* [Problem requirements]:
Find the word "format" in the data. Return every line where it appears.

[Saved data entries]
**********
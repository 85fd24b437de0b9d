//! Firebase Realtime Database profile store.
//!
//! Records live at `users/{id}` and are addressed through the database's
//! REST interface: `PUT|GET {database_url}/users/{id}.json`. A GET for a
//! path with no data returns the JSON literal `null`.

use secrecy::{ExposeSecret, SecretString};
use tracing::{debug, warn};

use mindspace_core::repository::profile::ProfileRepository;
use mindspace_types::config::FirebaseConfig;
use mindspace_types::error::{ConfigError, StoreError};
use mindspace_types::identity::{Identity, ProfileRecord, UserId};

/// Characters Firebase forbids in a path segment.
const FORBIDDEN_KEY_CHARS: &[char] = &['.', '#', '$', '[', ']', '/'];

pub struct FirebaseProfileStore {
    client: reqwest::Client,
    database_url: String,
    auth_token: Option<SecretString>,
}

impl FirebaseProfileStore {
    pub fn new(database_url: impl Into<String>, auth_token: Option<SecretString>) -> Self {
        let database_url = database_url.into().trim_end_matches('/').to_string();
        Self {
            client: reqwest::Client::new(),
            database_url,
            auth_token,
        }
    }

    pub fn from_config(config: &FirebaseConfig) -> Result<Self, ConfigError> {
        let url = config.require_database_url()?;
        let token = config
            .auth_token
            .as_deref()
            .map(str::trim)
            .filter(|t| !t.is_empty())
            .map(|t| SecretString::from(t.to_string()));
        Ok(Self::new(url, token))
    }

    /// `{database_url}/users/{id}.json`, with the id pushed as a single
    /// percent-encoded path segment.
    fn record_url(&self, user_id: &UserId) -> Result<reqwest::Url, StoreError> {
        validate_key(user_id.as_str())?;
        let invalid = |reason: String| StoreError::InvalidKey(format!("{}: {reason}", user_id.as_str()));

        let mut url = reqwest::Url::parse(&self.database_url).map_err(|e| invalid(e.to_string()))?;
        url.path_segments_mut()
            .map_err(|()| invalid("database URL cannot carry a path".to_string()))?
            .pop_if_empty()
            .push("users")
            .push(&format!("{}.json", user_id.as_str()));
        if let Some(token) = &self.auth_token {
            url.query_pairs_mut().append_pair("auth", token.expose_secret());
        }
        Ok(url)
    }
}

fn validate_key(key: &str) -> Result<(), StoreError> {
    let bad = key.is_empty()
        || key.contains(FORBIDDEN_KEY_CHARS)
        || key.chars().any(char::is_control);
    if bad {
        Err(StoreError::InvalidKey(key.to_string()))
    } else {
        Ok(())
    }
}

async fn error_body(response: reqwest::Response) -> String {
    let status = response.status();
    let body = response.text().await.unwrap_or_default();
    format!("HTTP {status}: {body}")
}

impl ProfileRepository for FirebaseProfileStore {
    async fn upsert(&self, identity: &Identity) -> Result<(), StoreError> {
        let url = self.record_url(&identity.id)?;
        let record = ProfileRecord::from(identity);

        let response = self
            .client
            .put(url)
            .json(&record)
            .send()
            .await
            .map_err(|e| StoreError::Write(e.to_string()))?;

        if !response.status().is_success() {
            let detail = error_body(response).await;
            warn!(user_id = %identity.id, %detail, "Profile write rejected");
            return Err(StoreError::Write(detail));
        }
        debug!(user_id = %identity.id, "Profile record written");
        Ok(())
    }

    async fn fetch(&self, user_id: &UserId) -> Result<Option<ProfileRecord>, StoreError> {
        let url = self.record_url(user_id)?;

        let response = self
            .client
            .get(url)
            .send()
            .await
            .map_err(|e| StoreError::Read(e.to_string()))?;

        if !response.status().is_success() {
            return Err(StoreError::Read(error_body(response).await));
        }

        response
            .json::<Option<ProfileRecord>>()
            .await
            .map_err(|e| StoreError::Read(format!("invalid profile record: {e}")))
    }
}

/// Profile store selected from configuration.
///
/// Profile sync is best-effort, so a missing or invalid `[firebase]` section
/// does not block sign-in: writes report the reason as a
/// [`StoreError::Write`] and reads as a [`StoreError::Read`].
pub enum ConfiguredProfileStore {
    Firebase(FirebaseProfileStore),
    Disabled(String),
}

impl ConfiguredProfileStore {
    pub fn from_config(config: &FirebaseConfig) -> Self {
        match FirebaseProfileStore::from_config(config) {
            Ok(store) => Self::Firebase(store),
            Err(e) => {
                warn!(error = %e, "Profile store not configured, profile sync disabled");
                Self::Disabled(e.to_string())
            }
        }
    }
}

impl ProfileRepository for ConfiguredProfileStore {
    async fn upsert(&self, identity: &Identity) -> Result<(), StoreError> {
        match self {
            Self::Firebase(store) => store.upsert(identity).await,
            Self::Disabled(reason) => Err(StoreError::Write(reason.clone())),
        }
    }

    async fn fetch(&self, user_id: &UserId) -> Result<Option<ProfileRecord>, StoreError> {
        match self {
            Self::Firebase(store) => store.fetch(user_id).await,
            Self::Disabled(reason) => Err(StoreError::Read(reason.clone())),
        }
    }
}

#[cfg(test)]
mod tests {
    use super::*;
    use crate::test_support::spawn_server;
    use axum::Json;
    use axum::Router;
    use axum::extract::{Path, Query, State};
    use axum::http::StatusCode;
    use axum::routing::get;
    use serde_json::Value;
    use std::collections::HashMap;
    use std::sync::{Arc, Mutex};

    type Db = Arc<Mutex<HashMap<String, Value>>>;

    /// Minimal stand-in for the Realtime Database REST API.
    async fn fake_database(required_auth: Option<&'static str>) -> (String, Db) {
        let db: Db = Arc::default();

        async fn read(
            State((db, auth)): State<(Db, Option<&'static str>)>,
            Path(file): Path<String>,
            Query(q): Query<HashMap<String, String>>,
        ) -> (StatusCode, Json<Value>) {
            if auth.is_some() && q.get("auth").map(String::as_str) != auth {
                return (StatusCode::UNAUTHORIZED, Json(serde_json::json!({"error": "Permission denied"})));
            }
            let key = file.trim_end_matches(".json");
            let value = db.lock().unwrap().get(key).cloned().unwrap_or(Value::Null);
            (StatusCode::OK, Json(value))
        }

        async fn write(
            State((db, auth)): State<(Db, Option<&'static str>)>,
            Path(file): Path<String>,
            Query(q): Query<HashMap<String, String>>,
            Json(body): Json<Value>,
        ) -> (StatusCode, Json<Value>) {
            if auth.is_some() && q.get("auth").map(String::as_str) != auth {
                return (StatusCode::UNAUTHORIZED, Json(serde_json::json!({"error": "Permission denied"})));
            }
            let key = file.trim_end_matches(".json").to_string();
            db.lock().unwrap().insert(key, body.clone());
            (StatusCode::OK, Json(body))
        }

        let router = Router::new()
            .route("/users/{file}", get(read).put(write))
            .with_state((db.clone(), required_auth));
        (spawn_server(router).await, db)
    }

    fn ada() -> Identity {
        Identity {
            id: UserId::new("1093"),
            name: "Ada Lovelace".to_string(),
            email: "ada@example.com".to_string(),
            picture_url: "https://example.com/ada.png".to_string(),
        }
    }

    #[tokio::test]
    async fn test_fetch_unknown_user_is_none() {
        let (base, _db) = fake_database(None).await;
        let store = FirebaseProfileStore::new(base, None);

        let record = store.fetch(&UserId::new("never-seen")).await.unwrap();
        assert!(record.is_none());
    }

    #[tokio::test]
    async fn test_upsert_writes_record_shape() {
        let (base, db) = fake_database(None).await;
        let store = FirebaseProfileStore::new(format!("{base}/"), None);

        store.upsert(&ada()).await.unwrap();

        let stored = db.lock().unwrap().get("1093").cloned().unwrap();
        assert_eq!(
            stored,
            serde_json::json!({
                "name": "Ada Lovelace",
                "email": "ada@example.com",
                "id": "1093",
                "picture": "https://example.com/ada.png"
            })
        );
    }

    #[tokio::test]
    async fn test_upsert_then_fetch_and_overwrite() {
        let (base, _db) = fake_database(None).await;
        let store = FirebaseProfileStore::new(base, None);

        store.upsert(&ada()).await.unwrap();
        let mut renamed = ada();
        renamed.name = "Countess of Lovelace".to_string();
        store.upsert(&renamed).await.unwrap();

        let record = store.fetch(&UserId::new("1093")).await.unwrap().unwrap();
        assert_eq!(record.name, "Countess of Lovelace");
        assert_eq!(record.picture, "https://example.com/ada.png");
    }

    #[tokio::test]
    async fn test_auth_token_sent_as_query_parameter() {
        let (base, _db) = fake_database(Some("db-secret")).await;

        let anonymous = FirebaseProfileStore::new(base.clone(), None);
        assert!(matches!(anonymous.upsert(&ada()).await, Err(StoreError::Write(_))));
        assert!(matches!(
            anonymous.fetch(&UserId::new("1093")).await,
            Err(StoreError::Read(_))
        ));

        let authed = FirebaseProfileStore::new(base, Some(SecretString::from("db-secret".to_string())));
        authed.upsert(&ada()).await.unwrap();
        assert!(authed.fetch(&UserId::new("1093")).await.unwrap().is_some());
    }

    #[tokio::test]
    async fn test_invalid_keys_rejected_before_request() {
        // Unroutable base: any request would fail with Write/Read instead.
        let store = FirebaseProfileStore::new("http://127.0.0.1:1", None);
        for key in ["", "a.b", "a/b", "a#b", "a$b", "a[0]"] {
            let mut identity = ada();
            identity.id = UserId::new(key);
            assert!(
                matches!(store.upsert(&identity).await, Err(StoreError::InvalidKey(_))),
                "key {key:?} should be rejected"
            );
        }
    }

    #[tokio::test]
    async fn test_ids_with_url_syntax_stay_in_their_own_record() {
        let (base, db) = fake_database(None).await;
        let store = FirebaseProfileStore::new(base, None);

        let mut victim = ada();
        victim.id = UserId::new("victim");
        store.upsert(&victim).await.unwrap();

        for key in ["victim?x", "a%2Fb", "two words"] {
            let mut identity = ada();
            identity.id = UserId::new(key);
            store.upsert(&identity).await.unwrap();

            let record = store.fetch(&UserId::new(key)).await.unwrap().unwrap();
            assert_eq!(record.id.as_str(), key);
        }

        let db = db.lock().unwrap();
        assert_eq!(db["victim"]["id"], "victim");
        assert_eq!(db["victim?x"]["id"], "victim?x");
        assert_eq!(db["a%2Fb"]["id"], "a%2Fb");
        assert!(!db.contains_key("a/b"));
        assert_eq!(db.len(), 4);
    }

    #[test]
    fn test_record_url_encodes_id_segment() {
        let store = FirebaseProfileStore::new(
            "https://demo.firebaseio.com/",
            Some(SecretString::from("s3cret".to_string())),
        );
        let url = store.record_url(&UserId::new("victim?x")).unwrap();
        assert_eq!(url.path(), "/users/victim%3Fx.json");
        assert_eq!(url.query(), Some("auth=s3cret"));
    }

    #[tokio::test]
    async fn test_disabled_store_reports_reason() {
        let store = ConfiguredProfileStore::from_config(&FirebaseConfig::default());
        assert!(matches!(store, ConfiguredProfileStore::Disabled(_)));

        let err = store.upsert(&ada()).await.unwrap_err();
        assert!(matches!(&err, StoreError::Write(reason) if reason.contains("firebase.database_url")));
        assert_eq!(err.user_message(), "Error saving user data. Please try again.");
        assert!(matches!(
            store.fetch(&UserId::new("1093")).await,
            Err(StoreError::Read(_))
        ));
    }

    #[test]
    fn test_from_config_requires_url() {
        let config = FirebaseConfig::default();
        assert!(matches!(
            FirebaseProfileStore::from_config(&config),
            Err(ConfigError::Missing("firebase.database_url"))
        ));
    }
}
**********
* [Task output]:
        let invalid = |reason: String| StoreError::InvalidKey(format!("{}: {reason}", user_id.as_str()));
            .push(&format!("{}.json", user_id.as_str()));
    format!("HTTP {status}: {body}")
            .map_err(|e| StoreError::Read(format!("invalid profile record: {e}")))
        let store = FirebaseProfileStore::new(format!("{base}/"), None);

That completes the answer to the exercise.